**DESCRIPTION OF THE TASK**
Select, from the data, each line where "unreachable" occurs.

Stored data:

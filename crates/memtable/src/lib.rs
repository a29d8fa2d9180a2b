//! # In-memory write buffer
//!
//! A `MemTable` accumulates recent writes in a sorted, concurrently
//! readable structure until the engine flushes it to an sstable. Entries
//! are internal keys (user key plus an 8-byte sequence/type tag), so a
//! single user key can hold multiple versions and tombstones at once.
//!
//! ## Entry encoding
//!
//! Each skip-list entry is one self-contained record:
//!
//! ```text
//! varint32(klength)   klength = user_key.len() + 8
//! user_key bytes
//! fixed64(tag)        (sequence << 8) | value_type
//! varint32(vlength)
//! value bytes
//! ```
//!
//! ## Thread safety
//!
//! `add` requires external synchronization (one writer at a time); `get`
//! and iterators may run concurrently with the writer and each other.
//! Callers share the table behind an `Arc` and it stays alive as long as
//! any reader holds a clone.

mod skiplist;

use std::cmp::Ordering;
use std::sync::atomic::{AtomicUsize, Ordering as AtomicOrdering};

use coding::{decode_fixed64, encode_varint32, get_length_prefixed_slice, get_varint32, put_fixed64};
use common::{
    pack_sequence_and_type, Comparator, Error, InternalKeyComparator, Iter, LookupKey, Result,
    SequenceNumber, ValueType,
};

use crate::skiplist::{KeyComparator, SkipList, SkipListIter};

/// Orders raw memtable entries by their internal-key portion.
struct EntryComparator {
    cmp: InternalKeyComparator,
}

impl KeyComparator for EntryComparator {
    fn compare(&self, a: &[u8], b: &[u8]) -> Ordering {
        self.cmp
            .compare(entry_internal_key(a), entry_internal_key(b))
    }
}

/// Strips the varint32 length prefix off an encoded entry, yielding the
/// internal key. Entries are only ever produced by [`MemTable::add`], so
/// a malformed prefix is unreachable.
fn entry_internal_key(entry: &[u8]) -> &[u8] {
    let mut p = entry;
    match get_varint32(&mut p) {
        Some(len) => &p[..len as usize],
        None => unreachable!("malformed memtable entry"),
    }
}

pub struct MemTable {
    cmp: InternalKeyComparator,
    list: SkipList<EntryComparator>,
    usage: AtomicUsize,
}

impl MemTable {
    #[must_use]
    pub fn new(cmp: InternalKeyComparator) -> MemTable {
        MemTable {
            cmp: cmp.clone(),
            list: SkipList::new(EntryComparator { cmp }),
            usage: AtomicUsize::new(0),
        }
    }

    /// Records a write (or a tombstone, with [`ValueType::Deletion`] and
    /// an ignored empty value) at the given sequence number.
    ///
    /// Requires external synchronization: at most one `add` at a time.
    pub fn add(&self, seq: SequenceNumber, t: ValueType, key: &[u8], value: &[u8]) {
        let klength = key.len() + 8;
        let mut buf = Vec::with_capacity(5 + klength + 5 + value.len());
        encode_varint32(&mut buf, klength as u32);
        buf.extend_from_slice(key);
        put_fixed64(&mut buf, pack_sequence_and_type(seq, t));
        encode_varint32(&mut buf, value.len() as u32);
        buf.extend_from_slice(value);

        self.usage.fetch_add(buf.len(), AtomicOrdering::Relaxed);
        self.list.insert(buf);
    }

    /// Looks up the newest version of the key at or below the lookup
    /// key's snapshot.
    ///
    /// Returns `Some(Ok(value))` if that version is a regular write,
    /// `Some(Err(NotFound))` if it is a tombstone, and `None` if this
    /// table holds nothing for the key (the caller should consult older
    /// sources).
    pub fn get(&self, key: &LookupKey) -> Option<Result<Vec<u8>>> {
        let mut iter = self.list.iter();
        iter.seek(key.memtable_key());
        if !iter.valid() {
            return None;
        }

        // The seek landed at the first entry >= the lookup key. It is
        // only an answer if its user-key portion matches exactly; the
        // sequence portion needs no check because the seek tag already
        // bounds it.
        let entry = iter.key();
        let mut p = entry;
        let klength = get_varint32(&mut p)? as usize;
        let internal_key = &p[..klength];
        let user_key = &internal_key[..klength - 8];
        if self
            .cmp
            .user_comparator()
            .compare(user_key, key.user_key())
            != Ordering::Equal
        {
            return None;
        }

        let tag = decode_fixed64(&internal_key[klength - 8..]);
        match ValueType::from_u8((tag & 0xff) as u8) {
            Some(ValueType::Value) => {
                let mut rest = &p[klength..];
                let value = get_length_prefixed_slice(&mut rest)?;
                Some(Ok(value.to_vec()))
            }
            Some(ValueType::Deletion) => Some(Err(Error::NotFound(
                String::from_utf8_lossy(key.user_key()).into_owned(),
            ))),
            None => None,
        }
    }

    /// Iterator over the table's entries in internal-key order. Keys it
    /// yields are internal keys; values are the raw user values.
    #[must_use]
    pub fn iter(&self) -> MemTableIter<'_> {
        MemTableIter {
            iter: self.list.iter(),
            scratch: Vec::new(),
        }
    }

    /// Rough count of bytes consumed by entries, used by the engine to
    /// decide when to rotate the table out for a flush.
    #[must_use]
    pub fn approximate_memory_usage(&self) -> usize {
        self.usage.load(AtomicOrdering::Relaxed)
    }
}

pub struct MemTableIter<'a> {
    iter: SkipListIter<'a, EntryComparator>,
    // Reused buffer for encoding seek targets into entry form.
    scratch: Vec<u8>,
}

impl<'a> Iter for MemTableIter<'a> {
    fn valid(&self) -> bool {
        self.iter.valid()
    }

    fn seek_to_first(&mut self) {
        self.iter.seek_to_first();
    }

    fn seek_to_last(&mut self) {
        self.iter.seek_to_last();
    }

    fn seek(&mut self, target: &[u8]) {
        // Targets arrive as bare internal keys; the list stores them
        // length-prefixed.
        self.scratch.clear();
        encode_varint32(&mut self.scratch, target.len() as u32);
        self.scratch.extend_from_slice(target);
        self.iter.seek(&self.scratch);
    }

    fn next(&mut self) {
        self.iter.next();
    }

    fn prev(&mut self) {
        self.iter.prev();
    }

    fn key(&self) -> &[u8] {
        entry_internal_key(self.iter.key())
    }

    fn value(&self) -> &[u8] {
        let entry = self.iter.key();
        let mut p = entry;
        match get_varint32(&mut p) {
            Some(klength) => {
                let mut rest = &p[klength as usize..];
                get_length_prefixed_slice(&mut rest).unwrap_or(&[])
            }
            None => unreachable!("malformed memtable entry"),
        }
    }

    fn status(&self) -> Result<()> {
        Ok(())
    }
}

**WRITTEN ANSWER**
/// a malformed prefix is unreachable.
        None => unreachable!("malformed memtable entry"),
            None => unreachable!("malformed memtable entry"),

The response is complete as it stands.